• [Exercise directions] Print every record below exactly as written.

◇ ◇ ◇ ◇

//! Claims extracted from a verified bearer credential.
//!
//! The subject is redacted in Debug output to prevent exposure in logs.

use serde::{Deserialize, Deserializer, Serialize};
use std::fmt;

/// Claims of a credential that passed signature and expiry checks.
///
/// `sub` and `role` are issuer-defined and optional: a token without them
/// is still valid, the fields are simply unset.
#[derive(Clone, PartialEq, Eq, Serialize, Deserialize)]
pub struct VerifiedClaims {
    /// Subject identifier - redacted in Debug output.
    pub sub: Option<String>,

    /// Role label assigned by the issuer.
    pub role: Option<String>,

    /// Expiration timestamp (Unix epoch seconds), if the token carries one.
    pub exp: Option<i64>,
}

/// Custom Debug implementation that redacts the `sub` field.
impl fmt::Debug for VerifiedClaims {
    fn fmt(&self, f: &mut fmt::Formatter<'_>) -> fmt::Result {
        f.debug_struct("VerifiedClaims")
            .field("sub", &self.sub.as_ref().map(|_| "[REDACTED]"))
            .field("role", &self.role)
            .field("exp", &self.exp)
            .finish()
    }
}

/// Payload fields the verifier reads from a decoded token.
///
/// Unknown claims are ignored. Type mismatches (e.g. a non-numeric `exp`)
/// fail deserialization and reject the token. Time claims accept any JSON
/// number, fractional seconds are truncated toward the past.
#[derive(Debug, Clone, Deserialize)]
pub(crate) struct TokenPayload {
    #[serde(default)]
    pub sub: Option<String>,

    #[serde(default)]
    pub role: Option<String>,

    #[serde(default, deserialize_with = "numeric_date")]
    pub exp: Option<i64>,

    #[serde(default, deserialize_with = "numeric_date")]
    pub nbf: Option<i64>,

    #[serde(default, deserialize_with = "numeric_date")]
    pub iat: Option<i64>,
}

#[derive(Deserialize)]
#[serde(untagged)]
enum NumericDate {
    Seconds(i64),
    Fractional(f64),
}

/// Read an optional NumericDate as whole epoch seconds (floor).
fn numeric_date<'de, D>(deserializer: D) -> Result<Option<i64>, D::Error>
where
    D: Deserializer<'de>,
{
    match Option::<NumericDate>::deserialize(deserializer)? {
        None => Ok(None),
        Some(NumericDate::Seconds(seconds)) => Ok(Some(seconds)),
        Some(NumericDate::Fractional(value)) => {
            let floored = value.floor();
            if !floored.is_finite() || floored < i64::MIN as f64 || floored >= i64::MAX as f64 {
                return Err(serde::de::Error::custom(format!(
                    "NumericDate out of range: {value}"
                )));
            }
            Ok(Some(floored as i64))
        }
    }
}

impl From<TokenPayload> for VerifiedClaims {
    fn from(payload: TokenPayload) -> Self {
        Self {
            sub: payload.sub,
            role: payload.role,
            exp: payload.exp,
        }
    }
}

◇ ◇ ◇ ◇

• [Task answer]
//! Claims extracted from a verified bearer credential.
//!
//! The subject is redacted in Debug output to prevent exposure in logs.

use serde::{Deserialize, Deserializer, Serialize};
use std::fmt;

/// Claims of a credential that passed signature and expiry checks.
///
/// `sub` and `role` are issuer-defined and optional: a token without them
/// is still valid, the fields are simply unset.
#[derive(Clone, PartialEq, Eq, Serialize, Deserialize)]
pub struct VerifiedClaims {
    /// Subject identifier - redacted in Debug output.
    pub sub: Option<String>,

    /// Role label assigned by the issuer.
    pub role: Option<String>,

    /// Expiration timestamp (Unix epoch seconds), if the token carries one.
    pub exp: Option<i64>,
}

/// Custom Debug implementation that redacts the `sub` field.
impl fmt::Debug for VerifiedClaims {
    fn fmt(&self, f: &mut fmt::Formatter<'_>) -> fmt::Result {
        f.debug_struct("VerifiedClaims")
            .field("sub", &self.sub.as_ref().map(|_| "[REDACTED]"))
            .field("role", &self.role)
            .field("exp", &self.exp)
            .finish()
    }
}

/// Payload fields the verifier reads from a decoded token.
///
/// Unknown claims are ignored. Type mismatches (e.g. a non-numeric `exp`)
/// fail deserialization and reject the token. Time claims accept any JSON
/// number, fractional seconds are truncated toward the past.
#[derive(Debug, Clone, Deserialize)]
pub(crate) struct TokenPayload {
    #[serde(default)]
    pub sub: Option<String>,

    #[serde(default)]
    pub role: Option<String>,

    #[serde(default, deserialize_with = "numeric_date")]
    pub exp: Option<i64>,

    #[serde(default, deserialize_with = "numeric_date")]
    pub nbf: Option<i64>,

    #[serde(default, deserialize_with = "numeric_date")]
    pub iat: Option<i64>,
}

#[derive(Deserialize)]
#[serde(untagged)]
enum NumericDate {
    Seconds(i64),
    Fractional(f64),
}

/// Read an optional NumericDate as whole epoch seconds (floor).
fn numeric_date<'de, D>(deserializer: D) -> Result<Option<i64>, D::Error>
where
    D: Deserializer<'de>,
{
    match Option::<NumericDate>::deserialize(deserializer)? {
        None => Ok(None),
        Some(NumericDate::Seconds(seconds)) => Ok(Some(seconds)),
        Some(NumericDate::Fractional(value)) => {
            let floored = value.floor();
            if !floored.is_finite() || floored < i64::MIN as f64 || floored >= i64::MAX as f64 {
                return Err(serde::de::Error::custom(format!(
                    "NumericDate out of range: {value}"
                )));
            }
            Ok(Some(floored as i64))
        }
    }
}

impl From<TokenPayload> for VerifiedClaims {
    fn from(payload: TokenPayload) -> Self {
        Self {
            sub: payload.sub,
            role: payload.role,
            exp: payload.exp,
        }
    }
}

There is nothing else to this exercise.